(Stored data)

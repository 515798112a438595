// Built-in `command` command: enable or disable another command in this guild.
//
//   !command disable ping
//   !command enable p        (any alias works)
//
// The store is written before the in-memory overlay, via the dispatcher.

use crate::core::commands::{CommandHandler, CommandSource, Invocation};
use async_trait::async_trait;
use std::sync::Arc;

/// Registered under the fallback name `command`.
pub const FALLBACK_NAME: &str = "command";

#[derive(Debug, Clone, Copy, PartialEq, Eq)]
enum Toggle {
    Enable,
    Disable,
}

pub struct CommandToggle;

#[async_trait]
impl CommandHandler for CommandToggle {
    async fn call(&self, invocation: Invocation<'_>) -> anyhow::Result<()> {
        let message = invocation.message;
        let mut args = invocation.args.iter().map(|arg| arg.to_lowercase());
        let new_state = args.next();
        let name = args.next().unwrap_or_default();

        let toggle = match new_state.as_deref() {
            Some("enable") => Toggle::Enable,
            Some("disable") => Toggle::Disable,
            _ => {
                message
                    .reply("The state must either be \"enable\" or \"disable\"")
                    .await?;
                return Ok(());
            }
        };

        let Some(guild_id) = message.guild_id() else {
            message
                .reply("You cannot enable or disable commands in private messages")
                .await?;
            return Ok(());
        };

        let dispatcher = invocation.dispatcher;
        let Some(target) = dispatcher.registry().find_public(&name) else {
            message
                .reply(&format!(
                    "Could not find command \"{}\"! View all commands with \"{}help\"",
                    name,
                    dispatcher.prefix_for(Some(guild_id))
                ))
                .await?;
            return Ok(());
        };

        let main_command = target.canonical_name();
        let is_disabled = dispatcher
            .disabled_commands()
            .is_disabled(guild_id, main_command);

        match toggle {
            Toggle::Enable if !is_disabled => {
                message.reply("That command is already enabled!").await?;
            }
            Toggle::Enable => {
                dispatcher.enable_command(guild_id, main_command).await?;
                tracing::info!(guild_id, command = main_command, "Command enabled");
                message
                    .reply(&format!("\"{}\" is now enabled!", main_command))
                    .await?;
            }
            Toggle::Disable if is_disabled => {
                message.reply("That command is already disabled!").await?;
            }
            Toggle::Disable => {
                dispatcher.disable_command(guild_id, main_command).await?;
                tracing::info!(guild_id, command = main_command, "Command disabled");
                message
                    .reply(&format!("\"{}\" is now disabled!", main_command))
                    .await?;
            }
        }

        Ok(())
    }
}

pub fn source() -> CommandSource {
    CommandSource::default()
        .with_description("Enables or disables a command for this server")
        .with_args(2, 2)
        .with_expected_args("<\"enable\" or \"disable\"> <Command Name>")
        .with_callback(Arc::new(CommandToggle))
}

* * *

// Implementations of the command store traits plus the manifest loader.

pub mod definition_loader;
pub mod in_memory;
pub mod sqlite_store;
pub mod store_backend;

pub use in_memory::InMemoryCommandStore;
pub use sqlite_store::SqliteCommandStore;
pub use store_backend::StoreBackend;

==

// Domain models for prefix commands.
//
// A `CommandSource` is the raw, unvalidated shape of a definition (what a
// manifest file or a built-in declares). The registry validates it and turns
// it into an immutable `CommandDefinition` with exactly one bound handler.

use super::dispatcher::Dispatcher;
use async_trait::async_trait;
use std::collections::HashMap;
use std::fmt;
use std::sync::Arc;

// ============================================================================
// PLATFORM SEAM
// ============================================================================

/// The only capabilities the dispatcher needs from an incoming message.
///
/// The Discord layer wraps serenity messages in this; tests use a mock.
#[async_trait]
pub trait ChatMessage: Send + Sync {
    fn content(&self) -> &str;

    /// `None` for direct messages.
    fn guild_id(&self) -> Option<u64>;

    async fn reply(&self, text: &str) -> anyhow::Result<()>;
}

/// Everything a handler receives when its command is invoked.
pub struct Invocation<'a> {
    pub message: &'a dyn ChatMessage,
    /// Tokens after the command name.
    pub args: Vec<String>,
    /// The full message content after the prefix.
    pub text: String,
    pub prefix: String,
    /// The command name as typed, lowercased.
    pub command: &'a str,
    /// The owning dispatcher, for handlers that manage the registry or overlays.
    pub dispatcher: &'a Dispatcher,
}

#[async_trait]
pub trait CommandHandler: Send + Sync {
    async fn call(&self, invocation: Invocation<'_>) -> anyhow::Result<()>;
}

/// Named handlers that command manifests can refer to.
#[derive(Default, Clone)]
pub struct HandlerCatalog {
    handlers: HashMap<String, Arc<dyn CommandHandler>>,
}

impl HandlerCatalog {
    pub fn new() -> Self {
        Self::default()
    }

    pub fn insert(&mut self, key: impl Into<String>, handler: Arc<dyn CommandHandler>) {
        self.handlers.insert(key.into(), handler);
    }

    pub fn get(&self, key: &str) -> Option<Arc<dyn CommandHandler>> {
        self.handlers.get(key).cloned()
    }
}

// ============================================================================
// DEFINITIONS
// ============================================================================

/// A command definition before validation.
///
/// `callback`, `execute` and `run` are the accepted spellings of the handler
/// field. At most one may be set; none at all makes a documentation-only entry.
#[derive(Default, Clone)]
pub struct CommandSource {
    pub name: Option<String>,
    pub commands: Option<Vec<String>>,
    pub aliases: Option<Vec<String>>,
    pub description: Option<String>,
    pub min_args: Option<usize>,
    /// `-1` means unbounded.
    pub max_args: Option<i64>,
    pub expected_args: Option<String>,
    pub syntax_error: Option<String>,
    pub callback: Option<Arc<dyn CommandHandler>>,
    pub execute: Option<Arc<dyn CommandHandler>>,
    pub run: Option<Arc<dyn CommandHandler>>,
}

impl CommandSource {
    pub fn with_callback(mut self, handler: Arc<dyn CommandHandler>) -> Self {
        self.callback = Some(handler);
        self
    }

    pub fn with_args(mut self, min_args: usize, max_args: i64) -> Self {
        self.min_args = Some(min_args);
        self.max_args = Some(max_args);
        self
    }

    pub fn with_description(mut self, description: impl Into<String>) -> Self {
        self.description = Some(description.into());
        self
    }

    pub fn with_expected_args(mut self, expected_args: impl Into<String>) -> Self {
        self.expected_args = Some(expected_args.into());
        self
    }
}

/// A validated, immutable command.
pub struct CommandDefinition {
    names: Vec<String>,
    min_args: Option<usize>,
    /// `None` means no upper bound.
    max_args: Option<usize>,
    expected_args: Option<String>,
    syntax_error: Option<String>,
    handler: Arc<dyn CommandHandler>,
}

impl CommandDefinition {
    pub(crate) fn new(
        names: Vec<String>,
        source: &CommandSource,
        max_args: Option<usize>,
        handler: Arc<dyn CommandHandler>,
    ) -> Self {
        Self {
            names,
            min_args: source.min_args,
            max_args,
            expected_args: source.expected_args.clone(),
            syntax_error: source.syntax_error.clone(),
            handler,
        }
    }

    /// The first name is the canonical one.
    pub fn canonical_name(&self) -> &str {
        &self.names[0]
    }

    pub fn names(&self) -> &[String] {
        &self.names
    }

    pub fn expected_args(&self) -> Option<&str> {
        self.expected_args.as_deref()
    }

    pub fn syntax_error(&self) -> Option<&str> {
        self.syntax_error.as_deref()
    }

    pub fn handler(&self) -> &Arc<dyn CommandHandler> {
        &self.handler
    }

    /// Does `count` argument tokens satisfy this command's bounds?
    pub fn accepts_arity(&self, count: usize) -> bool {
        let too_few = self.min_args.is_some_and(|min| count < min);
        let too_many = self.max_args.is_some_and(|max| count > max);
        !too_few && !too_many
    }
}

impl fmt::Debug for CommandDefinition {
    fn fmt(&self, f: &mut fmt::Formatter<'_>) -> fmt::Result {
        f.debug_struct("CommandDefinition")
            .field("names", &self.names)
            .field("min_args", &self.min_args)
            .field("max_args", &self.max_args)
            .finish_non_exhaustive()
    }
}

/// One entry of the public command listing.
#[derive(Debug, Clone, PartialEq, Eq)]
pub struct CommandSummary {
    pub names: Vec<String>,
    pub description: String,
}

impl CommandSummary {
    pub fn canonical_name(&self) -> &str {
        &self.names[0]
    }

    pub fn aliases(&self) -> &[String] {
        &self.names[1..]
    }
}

■ **WHAT YOU HAVE TO DO**
In the data above, find the line that contains "repository 515798112a438595" and the line that contains "impl CommandHandler for". Repeat exactly those lines and every line between them, and only those.

■ **RESPONSE BELOW**
repository 515798112a438595
// Built-in `command` command: enable or disable another command in this guild.
//
//   !command disable ping
//   !command enable p        (any alias works)
//
// The store is written before the in-memory overlay, via the dispatcher.

use crate::core::commands::{CommandHandler, CommandSource, Invocation};
use async_trait::async_trait;
use std::sync::Arc;

/// Registered under the fallback name `command`.
pub const FALLBACK_NAME: &str = "command";

#[derive(Debug, Clone, Copy, PartialEq, Eq)]
enum Toggle {
    Enable,
    Disable,
}

pub struct CommandToggle;

#[async_trait]
impl CommandHandler for CommandToggle {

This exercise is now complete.